• _Work to complete_: Would you tally how many lines in the records include the word "SetRequestIdLayer"? Reply with the number only.

[Collected data]

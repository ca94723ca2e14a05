//! Observability subsystem.
//!
//! # Data Flow
//! ```text
//! All subsystems produce:
//!     → tracing events with structured fields
//!     → logging.rs (topic filter, fmt output to stderr)
//! ```
//!
//! # Design Decisions
//! - Structured fields (address, mode, error) over formatted strings
//! - Filter derived from config, overridable from the environment

pub mod logging;
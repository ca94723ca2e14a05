//! Structured logging.
//!
//! # Responsibilities
//! - Translate configured log topics into a `tracing` filter
//! - Install the global subscriber once per process
//!
//! # Design Decisions
//! - Topics are plain configuration, not process-wide mutable state
//! - `LIFELINE_LOG` replaces the computed filter wholesale
//! - A subscriber that is already installed is left in place

use tracing_subscriber::{layer::SubscriberExt, util::SubscriberInitExt, EnvFilter};

use crate::config::LogConfig;

/// Environment variable that overrides the configured filter.
pub const LOG_ENV: &str = "LIFELINE_LOG";

/// Build `EnvFilter` directives from the configured level and topics.
///
/// `*` enables all targets at the base level, `name` enables one target at
/// the base level and `-name` turns a target off.
pub fn filter_directives(config: &LogConfig) -> String {
    let level = config.level.to_ascii_lowercase();
    let mut base = "off".to_string();
    let mut directives = Vec::new();

    for topic in &config.topics {
        let topic = topic.trim();
        if topic == "*" {
            base = level.clone();
        } else if let Some(name) = topic.strip_prefix('-') {
            directives.push(format!("{name}=off"));
        } else if !topic.is_empty() {
            directives.push(format!("{topic}={level}"));
        }
    }

    std::iter::once(base)
        .chain(directives)
        .collect::<Vec<_>>()
        .join(",")
}

/// Build the filter, preferring `LIFELINE_LOG` when set.
pub fn build_filter(config: &LogConfig) -> Result<EnvFilter, tracing_subscriber::filter::ParseError> {
    match std::env::var(LOG_ENV) {
        Ok(directives) if !directives.trim().is_empty() => EnvFilter::try_new(directives),
        _ => EnvFilter::try_new(filter_directives(config)),
    }
}

/// Install the global subscriber.
///
/// Returns `Ok(false)` when a subscriber was already installed, which is the
/// normal case in tests that start several servers in one process.
pub fn try_init(config: &LogConfig) -> Result<bool, tracing_subscriber::filter::ParseError> {
    let filter = build_filter(config)?;
    let installed = tracing_subscriber::registry()
        .with(filter)
        .with(tracing_subscriber::fmt::layer())
        .try_init()
        .is_ok();
    Ok(installed)
}
//! Network layer subsystem.
//!
//! # Data Flow
//! ```text
//! host:port from config
//!     → listener.rs (bind, report local address)
//!     → LifecycleController::start
//!     → tls.rs (optional certificate loading, TLS mode only)
//!     → axum-server accept loop
//! ```
//!
//! # Design Decisions
//! - Binding happens before serving so bind failures are setup errors
//! - TLS is optional and chosen once per run

pub mod listener;
pub mod tls;
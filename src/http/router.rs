//! Application router.

use axum::{routing::get, Json, Router};
use serde::Serialize;
use tower_http::{
    request_id::{PropagateRequestIdLayer, SetRequestIdLayer},
    timeout::TimeoutLayer,
    trace::TraceLayer,
};

use crate::config::ServerConfig;
use crate::http::request::UuidRequestId;

#[derive(Debug, Serialize)]
pub struct HealthStatus {
    pub status: &'static str,
    pub version: &'static str,
}

/// Build the application mounted under `config.base_url`.
#[allow(deprecated)]
pub fn build_router(config: &ServerConfig) -> Router {
    let routes = Router::new()
        .route("/", get(index))
        .route("/health", get(health));

    let app = if config.base_url.is_empty() {
        routes
    } else {
        Router::new().nest(&config.base_url, routes)
    };

    app.layer(TimeoutLayer::new(config.request_timeout()))
        .layer(PropagateRequestIdLayer::x_request_id())
        .layer(SetRequestIdLayer::x_request_id(UuidRequestId))
        .layer(TraceLayer::new_for_http())
}

async fn index() -> &'static str {
    concat!("lifeline ", env!("CARGO_PKG_VERSION"), "\n")
}

async fn health() -> Json<HealthStatus> {
    Json(HealthStatus {
        status: "ok",
        version: env!("CARGO_PKG_VERSION"),
    })
}
//! Configuration validation.
//!
//! Every check runs; failures are collected in an [`ErrorAggregator`] so a
//! single pass reports everything wrong with a config.

use thiserror::Error;

use crate::config::schema::ServerConfig;
use crate::error::{BoxError, ErrorAggregator};

const LOG_LEVELS: &[&str] = &["trace", "debug", "info", "warn", "error", "off"];

/// A single semantic problem in a config.
#[derive(Debug, Error, PartialEq, Eq)]
pub enum ValidationError {
    #[error("bind_host must not be empty")]
    EmptyBindHost,
    #[error("base_url {0:?} must be empty or start with '/' and not end with '/'")]
    BaseUrl(String),
    #[error("unknown log level {0:?}")]
    LogLevel(String),
    #[error("log topic {0:?} is empty")]
    LogTopic(String),
    #[error("request_timeout_secs must be greater than zero")]
    ZeroRequestTimeout,
}

/// Validate `config`, returning every failure at once.
///
/// With one failure the returned error is that [`ValidationError`]; with
/// several it is a [`crate::error::MultiError`].
pub fn validate_config(config: &ServerConfig) -> Result<(), BoxError> {
    let mut errors = ErrorAggregator::new();

    if config.bind_host.trim().is_empty() {
        errors.add(Some(ValidationError::EmptyBindHost));
    }

    let base_url = &config.base_url;
    if !base_url.is_empty() && (!base_url.starts_with('/') || base_url.ends_with('/')) {
        errors.add(Some(ValidationError::BaseUrl(base_url.clone())));
    }

    if !LOG_LEVELS.contains(&config.log.level.to_ascii_lowercase().as_str()) {
        errors.add(Some(ValidationError::LogLevel(config.log.level.clone())));
    }

    for topic in &config.log.topics {
        let name = topic.strip_prefix('-').unwrap_or(topic);
        if name.trim().is_empty() {
            errors.add(Some(ValidationError::LogTopic(topic.clone())));
        }
    }

    if config.request_timeout_secs == 0 {
        errors.add(Some(ValidationError::ZeroRequestTimeout));
    }

    if config.tls.is_partial() {
        tracing::warn!(
            cert = %config.tls.cert,
            key = %config.tls.key,
            "TLS needs both cert and key; serving plain HTTP"
        );
    }

    match errors.resolve() {
        Some(err) => Err(err),
        None => Ok(()),
    }
}
//! Request ID generation.
//!
//! Every request gets an `X-Request-ID` (UUID v4) unless the client already
//! sent one; the same value is echoed on the response.

use axum::http::{HeaderName, HeaderValue, Request};
use tower_http::request_id::{MakeRequestId, RequestId};
use uuid::Uuid;

/// Header carrying the request ID.
pub const X_REQUEST_ID: HeaderName = HeaderName::from_static("x-request-id");

/// Generates UUID v4 request IDs.
#[derive(Debug, Clone, Copy, Default)]
pub struct UuidRequestId;

impl MakeRequestId for UuidRequestId {
    fn make_request_id<B>(&mut self, _request: &Request<B>) -> Option<RequestId> {
        HeaderValue::from_str(&Uuid::new_v4().to_string())
            .ok()
            .map(RequestId::new)
    }
}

• _Reply_: 2